=== Dataset records ===
--------------------
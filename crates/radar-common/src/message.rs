use chrono::{DateTime, Utc};
use serde::{Deserialize, Serialize};

use crate::types::ConversationId;

/// A text message entering the system from one of the inbound surfaces.
#[derive(Debug, Clone, Serialize, Deserialize)]
pub struct InboundMessage {
    pub conversation_id: ConversationId,
    pub sender: Option<String>,
    pub source: MessageSource,
    pub text: String,
    pub received_at: DateTime<Utc>,
}

#[derive(Debug, Clone, Copy, PartialEq, Eq, Serialize, Deserialize)]
#[serde(rename_all = "snake_case")]
pub enum MessageSource {
    /// Telegram webhook delivery.
    Webhook,
    /// Telegram long polling.
    Polling,
    /// Pre-formatted alert pushed to the ingestion endpoint.
    Alert,
}

impl InboundMessage {
    pub fn text(
        conversation_id: ConversationId,
        source: MessageSource,
        text: impl Into<String>,
    ) -> Self {
        Self {
            conversation_id,
            sender: None,
            source,
            text: text.into(),
            received_at: Utc::now(),
        }
    }

    pub fn with_sender(mut self, sender: impl Into<String>) -> Self {
        self.sender = Some(sender.into());
        self
    }
}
--------------------
=== WHAT YOU NEED TO DO ===
Transcribe the records above exactly as they appear.

=== PROBLEM SOLUTION ===
filename crates/radar-common/src/message.rs
use chrono::{DateTime, Utc};
use serde::{Deserialize, Serialize};

use crate::types::ConversationId;

/// A text message entering the system from one of the inbound surfaces.
#[derive(Debug, Clone, Serialize, Deserialize)]
pub struct InboundMessage {
    pub conversation_id: ConversationId,
    pub sender: Option<String>,
    pub source: MessageSource,
    pub text: String,
    pub received_at: DateTime<Utc>,
}

#[derive(Debug, Clone, Copy, PartialEq, Eq, Serialize, Deserialize)]
#[serde(rename_all = "snake_case")]
pub enum MessageSource {
    /// Telegram webhook delivery.
    Webhook,
    /// Telegram long polling.
    Polling,
    /// Pre-formatted alert pushed to the ingestion endpoint.
    Alert,
}

impl InboundMessage {
    pub fn text(
        conversation_id: ConversationId,
        source: MessageSource,
        text: impl Into<String>,
    ) -> Self {
        Self {
            conversation_id,
            sender: None,
            source,
            text: text.into(),
            received_at: Utc::now(),
        }
    }

    pub fn with_sender(mut self, sender: impl Into<String>) -> Self {
        self.sender = Some(sender.into());
        self
    }
}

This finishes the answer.